一定量の仕事をタダで行う人には「衣」「食」「住」全てをタダにするという条件で人材を募集し働いて貰うことで、人件費がかからない生産、建築、管理やサービスの提供が可能になり、その結果そこで提供された物やサービスを用いた次の段階では資材費、原料費、サービス費が全てタダになっていく。前回の「植物工場」を例にすれば、初期段階の設備投資や人間の介在は絶対に必要であるが、人間が必要な部分を機械化、ロボット化することで最終的には人件費のかからないフリーな生産が可能になる。

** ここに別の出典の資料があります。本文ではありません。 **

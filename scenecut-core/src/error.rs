// ============================================================================
// scenecut-core/src/error.rs
// ============================================================================
//
// ERROR HANDLING: Error types for the scenecut core library
//
// Contract violations (negative radius, non-positive frame rate, inverted
// ranges) surface as `InvalidParameter`. Weak signals, empty candidate sets
// and missing detector metrics never become errors; the components fall back
// to conservative values instead.

use std::io;
use std::process::ExitStatus;
use thiserror::Error;

/// Errors produced by the scenecut core library.
#[derive(Error, Debug)]
pub enum CoreError {
    /// A caller supplied a value that violates a component contract.
    #[error("Invalid parameter: {0}")]
    InvalidParameter(String),

    #[error("I/O error: {0}")]
    Io(#[from] io::Error),

    #[error("Failed to start command '{0}': {1}")]
    CommandStart(String, io::Error),

    #[error("Command '{0}' failed with status {1}: {2}")]
    CommandFailed(String, ExitStatus, String),

    #[error("Failed waiting for command '{0}': {1}")]
    CommandWait(String, io::Error),

    #[error("Required dependency '{0}' not found")]
    DependencyNotFound(String),

    #[error("Failed to parse ffprobe output: {0}")]
    FfprobeParse(String),

    #[error("Video info error: {0}")]
    VideoInfoError(String),

    /// A per-frame statistics file could not be turned into a series.
    #[error("Stats file error: {0}")]
    StatsParse(String),

    #[error("JSON parse error: {0}")]
    JsonParseError(String),

    #[error("Operation failed: {0}")]
    OperationFailed(String),
}

/// Result type used throughout the core library.
pub type CoreResult<T> = Result<T, CoreError>;

pub fn command_start_error(cmd: impl Into<String>, err: io::Error) -> CoreError {
    CoreError::CommandStart(cmd.into(), err)
}

pub fn command_failed_error(
    cmd: impl Into<String>,
    status: ExitStatus,
    stderr: impl Into<String>,
) -> CoreError {
    CoreError::CommandFailed(cmd.into(), status, stderr.into())
}

pub fn command_wait_error(cmd: impl Into<String>, err: io::Error) -> CoreError {
    CoreError::CommandWait(cmd.into(), err)
}

/// Shorthand for building an `InvalidParameter` error.
pub(crate) fn invalid(msg: impl Into<String>) -> CoreError {
    CoreError::InvalidParameter(msg.into())
}

impl From<serde_json::Error> for CoreError {
    fn from(err: serde_json::Error) -> Self {
        CoreError::JsonParseError(err.to_string())
    }
}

重要なのは「衣」「食」「住」の保障といっても今より遥かに高い生活レベルを維持出来るという点だ。それを条件に完全なる人の働く必要のない社会を構築していく、しかも仕事の内容も自動化やロボット化が急速に進むので今より遥かに楽になるのだ。これはよく出てくるロボットに仕事を奪われるといったような話ではなく人間の変わりに仕事をやらせることで、生産効率は更に高まり、それまで作れなかったもの、栽培出来なかったもの、得られなかったものが次第に得られるようになる。「衣」「食」「住」の質はどんどん改善されていき人間の労働時間も殆ど僅かなものになっていく、そして遂には「衣」「食」「住」のフリーだけでなく、娯楽、趣味、旅行、贅沢品と全てのものがフリーになっていくのだ。
こうして全てがフリーになっていけば貨幣の存在価値がなくなっていく、不労が実現すると共に貨幣経済も急激に縮小し別の価値観によって置換されるのは必然であり、人々は「お金」から解放され貧富の格差、階級といったものも自然と解消され理想的な社会が誕生する。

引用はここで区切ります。